August 10, 2021

Time to Relax I

The rubber in a pair of boots, retrieved after a long stay in an attic, shows its age in an annoying way. No longer as flexible as it once was, the material (an elastomeric polymer) readily cracks and falls apart. Under the same conditions, many other plastics suffer a similar fate.

One cause of this aging process is chemical. Sunlight or oxygen can initiate chemical reactions that alter the material's properties. But deterioration occurs even when a material is kept in the dark or away from oxygen. The material gradually becomes more dense and brittle, losing its toughness and impact resistance.

The explanation for this behavior lies in the way "defects" within amorphous, or noncrystalline, materials reorganize themselves over long periods of time.


Glass is an example of an amorphous material. PPG Place, Pittsburgh, Pennsylvania.

When expressed in terms of the concept of fractal time, the same mathematical model used to describe polymer aging also applies to the stretching of glass or silk fibers; the recovery, or relaxation, of glassy materials after the removal of a stress; and a wide range of other phenomena in amorphous materials.
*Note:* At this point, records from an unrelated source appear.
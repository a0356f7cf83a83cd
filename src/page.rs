//! Page composition: builds the section markup and wires the interaction
//! primitives onto it. [`Page`] owns every listener, timer and frame loop it
//! starts, and releases all of them on unmount.

use crate::constants::TYPED_POLL_MS;
use crate::content::{self, SECTIONS};
use crate::core::{PointerFollower, Subscription, TypedText, TypedTextConfig};
use crate::dom::{self, html, html_with_text, DomError};
use crate::events::{self, WindowPointerSource};
use crate::frame::{self, FrameContext};
use crate::{timer, tooltip};
use instant::Instant;
use std::cell::RefCell;
use std::rc::Rc;
use std::time::Duration;
use web_sys as web;

pub struct Page {
    root: web::HtmlElement,
    follower: Rc<RefCell<PointerFollower>>,
    guards: Vec<Subscription>,
    mounted: bool,
}

impl Page {
    pub fn mount(document: &web::Document) -> Result<Page, DomError> {
        let host: web::Node = match document.get_element_by_id("app") {
            Some(el) => el.into(),
            None => document
                .body()
                .ok_or(DomError::MissingElement("body"))?
                .into(),
        };
        dom::enable_smooth_scroll(document);

        let root = html(document, "div", "page")?;
        let mut guards = Vec::new();

        // Cursor flame
        let flame = html(document, "div", "cursor-flame")?;
        flame.set_attribute("aria-hidden", "true").map_err(DomError::from_js)?;
        dom::append(&root, &flame)?;
        let follower = Rc::new(RefCell::new(PointerFollower::default()));
        follower.borrow_mut().start(&WindowPointerSource::new()?);
        let frame_ctx = Rc::new(RefCell::new(FrameContext::new(follower.clone(), flame)));
        guards.push(frame::start_loop(frame_ctx));

        build_hero(document, &root, &mut guards)?;
        for (id, title, subtitle) in SECTIONS {
            let body = build_section(document, &root, id, title, subtitle)?;
            match id {
                "about" => build_about(document, &body)?,
                "architecture" => build_architecture(document, &body, &mut guards)?,
                "tech" => build_tech(document, &body)?,
                "pros" => build_pros_cons(document, &body, &mut guards)?,
                "team" => build_team(document, &body)?,
                _ => {}
            }
        }
        let footer = html(document, "footer", "footer")?;
        dom::append(&footer, &html_with_text(document, "p", "footer-line", content::FOOTER)?)?;
        dom::append(&root, &footer)?;

        dom::append(&host, &root)?;
        log::info!("[page] mounted with {} guards", guards.len());
        Ok(Page {
            root,
            follower,
            guards,
            mounted: true,
        })
    }

    /// Release every subscription and remove the markup. Idempotent.
    pub fn unmount(&mut self) {
        if !self.mounted {
            return;
        }
        self.mounted = false;
        self.follower.borrow_mut().stop();
        for guard in self.guards.iter_mut() {
            guard.cancel();
        }
        self.guards.clear();
        self.root.remove();
        log::info!("[page] unmounted");
    }
}

impl Drop for Page {
    fn drop(&mut self) {
        self.unmount();
    }
}

fn build_section(
    document: &web::Document,
    root: &web::HtmlElement,
    id: &str,
    title: &str,
    subtitle: Option<&str>,
) -> Result<web::HtmlElement, DomError> {
    let section = html(document, "section", "section")?;
    section.set_id(id);
    let header = html(document, "div", "section-header")?;
    dom::append(&header, &html_with_text(document, "h2", "section-title", title)?)?;
    if let Some(sub) = subtitle {
        dom::append(&header, &html_with_text(document, "p", "section-subtitle", sub)?)?;
    }
    dom::append(&section, &header)?;
    let body = html(document, "div", "section-body")?;
    dom::append(&section, &body)?;
    dom::append(root, &section)?;
    Ok(body)
}

fn build_hero(
    document: &web::Document,
    root: &web::HtmlElement,
    guards: &mut Vec<Subscription>,
) -> Result<(), DomError> {
    let hero = html(document, "section", "hero")?;

    // Rendered by the viewer element; nothing is read back from it.
    let scene = html(document, content::SCENE_VIEWER_TAG, "hero-scene")?;
    scene
        .set_attribute("url", content::BACKGROUND_SCENE_URL)
        .map_err(DomError::from_js)?;
    dom::append(&hero, &scene)?;

    let glow = html(document, "div", "hero-glow")?;
    dom::append(&hero, &glow)?;
    guards.push(events::wire_hero_glow(&hero, &glow)?);

    let inner = html(document, "div", "hero-content")?;
    let badge = html(document, "div", "hero-badge")?;
    badge.set_inner_html(content::SHIELD_ICON_SVG);
    dom::append(&inner, &badge)?;
    let title = html_with_text(
        document,
        "h1",
        "hero-title",
        content::title_or_placeholder(""),
    )?;
    dom::append(&inner, &title)?;
    guards.push(mount_typed_title(&title, content::HERO_TITLE)?);
    dom::append(&inner, &html_with_text(document, "p", "hero-subtitle", content::HERO_SUBTITLE)?)?;
    dom::append(&inner, &html_with_text(document, "p", "hero-tagline", content::TAGLINE)?)?;
    let cta = html_with_text(document, "a", "hero-cta", content::HERO_CTA)?;
    cta.set_attribute("href", "#about").map_err(DomError::from_js)?;
    dom::append(&inner, &cta)?;
    dom::append(&inner, &build_scroll_indicator(document)?)?;
    dom::append(&hero, &inner)?;
    dom::append(root, &hero)
}

fn build_scroll_indicator(document: &web::Document) -> Result<web::HtmlElement, DomError> {
    let indicator = html(document, "div", "scroll-indicator")?;
    let ring = html(document, "div", "scroll-ring")?;
    dom::append(&ring, &html(document, "div", "scroll-pulse")?)?;
    let arrow = html(document, "div", "scroll-arrow")?;
    arrow.set_inner_html(content::ARROW_DOWN_ICON_SVG);
    dom::append(&ring, &arrow)?;
    dom::append(&indicator, &ring)?;
    dom::append(&indicator, &html_with_text(document, "span", "scroll-label", content::SCROLL_HINT)?)?;
    Ok(indicator)
}

fn mount_typed_title(title: &web::HtmlElement, text: &str) -> Result<Subscription, DomError> {
    let mut typed = TypedText::new(text, TypedTextConfig::default());
    let title = title.clone();
    let mut last = Instant::now();
    timer::set_interval(Duration::from_millis(TYPED_POLL_MS), move |handle| {
        let now = Instant::now();
        let emitted = typed.advance(now - last);
        last = now;
        if !emitted.is_empty() {
            title.set_text_content(Some(content::title_or_placeholder(typed.revealed())));
        }
        if typed.is_done() {
            handle.clear();
            log::info!(
                "[typed] {:?} complete after {}ms",
                typed.full_text(),
                typed.elapsed().as_millis()
            );
        }
    })
}

fn build_about(document: &web::Document, body: &web::HtmlElement) -> Result<(), DomError> {
    let card = html(document, "div", "card")?;
    dom::append(&card, &html_with_text(document, "h3", "card-title", content::ABOUT_TITLE)?)?;
    dom::append(&card, &html_with_text(document, "p", "card-body", content::ABOUT_BODY)?)?;
    let features = html(document, "div", "features")?;
    for f in content::ABOUT_FEATURES.iter() {
        dom::append(&features, &html_with_text(document, "div", "feature", f.label)?)?;
    }
    dom::append(&card, &features)?;
    dom::append(body, &card)?;

    let motto = html(document, "div", "card card-centered")?;
    dom::append(&motto, &html_with_text(document, "p", "card-body", content::TAGLINE)?)?;
    dom::append(body, &motto)
}

fn build_architecture(
    document: &web::Document,
    body: &web::HtmlElement,
    guards: &mut Vec<Subscription>,
) -> Result<(), DomError> {
    let flow = html(document, "div", "pipeline")?;
    let mut steps = Vec::with_capacity(content::PIPELINE.len());
    let mut panels = Vec::with_capacity(content::PIPELINE.len());
    for (i, step) in content::PIPELINE.iter().enumerate() {
        let el = html(document, "div", "pipeline-step")?;
        dom::append(&el, &html_with_text(document, "div", "step-label", step.label)?)?;
        if i + 1 < content::PIPELINE.len() {
            dom::append(&el, &html(document, "div", "step-connector")?)?;
        }
        let panel = html_with_text(document, "div", "step-tooltip", step.detail)?;
        tooltip::hide(&panel);
        dom::append(&el, &panel)?;
        dom::append(&flow, &el)?;
        steps.push(el);
        panels.push(panel);
    }
    dom::append(body, &flow)?;
    guards.extend(events::wire_hover_reveal(&steps, Rc::new(panels))?);
    Ok(())
}

fn build_tech(document: &web::Document, body: &web::HtmlElement) -> Result<(), DomError> {
    let grid = html(document, "div", "tech-grid")?;
    for label in content::TECH_STACK {
        dom::append(&grid, &html_with_text(document, "div", "tech-item", label)?)?;
    }
    dom::append(body, &grid)?;
    dom::append(body, &html(document, "div", "tech-flow")?)?;
    dom::append(body, &html_with_text(document, "p", "tech-note", content::TECH_FLOW_NOTE)?)
}

fn build_pros_cons(
    document: &web::Document,
    body: &web::HtmlElement,
    guards: &mut Vec<Subscription>,
) -> Result<(), DomError> {
    for (heading, items, class) in [
        ("Pros", content::PROS, "tilt-card pros"),
        ("Cons", content::CONS, "tilt-card cons"),
    ] {
        let card = html(document, "div", class)?;
        dom::append(&card, &html_with_text(document, "h3", "card-title", heading)?)?;
        let list = html(document, "ul", "card-list")?;
        for item in items {
            dom::append(&list, &html_with_text(document, "li", "card-item", item)?)?;
        }
        dom::append(&card, &list)?;
        dom::append(body, &card)?;
        guards.extend(events::wire_tilt(&card)?);
    }
    Ok(())
}

fn build_team(document: &web::Document, body: &web::HtmlElement) -> Result<(), DomError> {
    let grid = html(document, "div", "team-grid")?;
    for m in content::TEAM.iter() {
        let card = html(document, "div", "card member")?;
        dom::append(&card, &html(document, "div", "member-avatar")?)?;
        dom::append(&card, &html_with_text(document, "h4", "member-name", m.name)?)?;
        dom::append(&card, &html_with_text(document, "p", "member-role", m.role)?)?;
        dom::append(&card, &html_with_text(document, "p", "member-id", m.id)?)?;
        dom::append(&grid, &card)?;
    }
    dom::append(body, &grid)
}
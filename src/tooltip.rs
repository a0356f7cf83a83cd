use crate::core::HoverReveal;
use web_sys as web;

#[inline]
pub fn show(panel: &web::HtmlElement) {
    _ = panel.set_attribute("style", "");
}

#[inline]
pub fn hide(panel: &web::HtmlElement) {
    _ = panel.set_attribute("style", "display:none");
}

/// Only the active item's panel is ever visible.
pub fn sync(panels: &[web::HtmlElement], hover: &HoverReveal) {
    for (i, panel) in panels.iter().enumerate() {
        if hover.is_revealed(i) {
            show(panel);
        } else {
            hide(panel);
        }
    }
}
pub mod events;
pub mod hover;
pub mod spring;
pub mod tilt;
pub mod typed_text;

pub use events::*;
pub use hover::*;
pub use spring::*;
pub use tilt::*;
pub use typed_text::*;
In such processes, events occur in self-similar bursts—featuring distinct clusters of activity interspersed with long stretches of inactivity. Some changes in materials occur right away while others take years to show up.

Relaxation is an issue of practical importance. Slow aging processes, both environmental and physical, control the lifetimes of a great many manufactured products, from electronic devices to optical fibers and advanced composite materials. Elucidating of how such processes occur can suggest novel techniques for toughening ceramics and for designing polymers having particular characteristics.

Relaxation processes are common in physical systems. For example, pull on a glass fiber, then let go. The glass first stretches, then shrinks. Apply a strong electric field to a polymer, then turn it off. Areas of positive and negative charge in the polymer line up with the field, then drift out of alignment.

In each case, the material endures a stress, then recovers, or relaxes, when the stress is removed.

Relaxation in a crystalline material typically proceeds at an exponential pace. That type of relaxation follows the same pattern as the decay of a radioactive isotope. Such a process is characterized by a certain time, known in the case of radioactive decay as the half-life.

Normally, you find that relaxation is clustered around a certain time. It might take a second, a day, or a week. But an amorphous solid takes a longer time to relax than would be expected if relaxation simply followed an exponential pattern.

In amorphous systems, some parts relax very quickly. If those parts relax in, say, seconds, other pieces might relax on a time scale of minutes, and still others on a scale of days or weeks. If you were to wait long enough—even years—you would still detect changes taking place. No characteristic time can be defined for such an extended relaxation process.

This type of behavior has come to be known as stretched exponential relaxation. It fits a wide range of relaxation processes in disordered systems, including the way many polymers, glasses, and ceramics respond to stresses caused by changes in pressure and temperature and the imposition of electric and magnetic fields.

Because so many different systems behave in such a strikingly similar fashion, physicists, in their search for an explanation, have concentrated on what these systems have in common. They have found that what's important is not the details of a material's atomic or molecular structure but rather its state of disorder.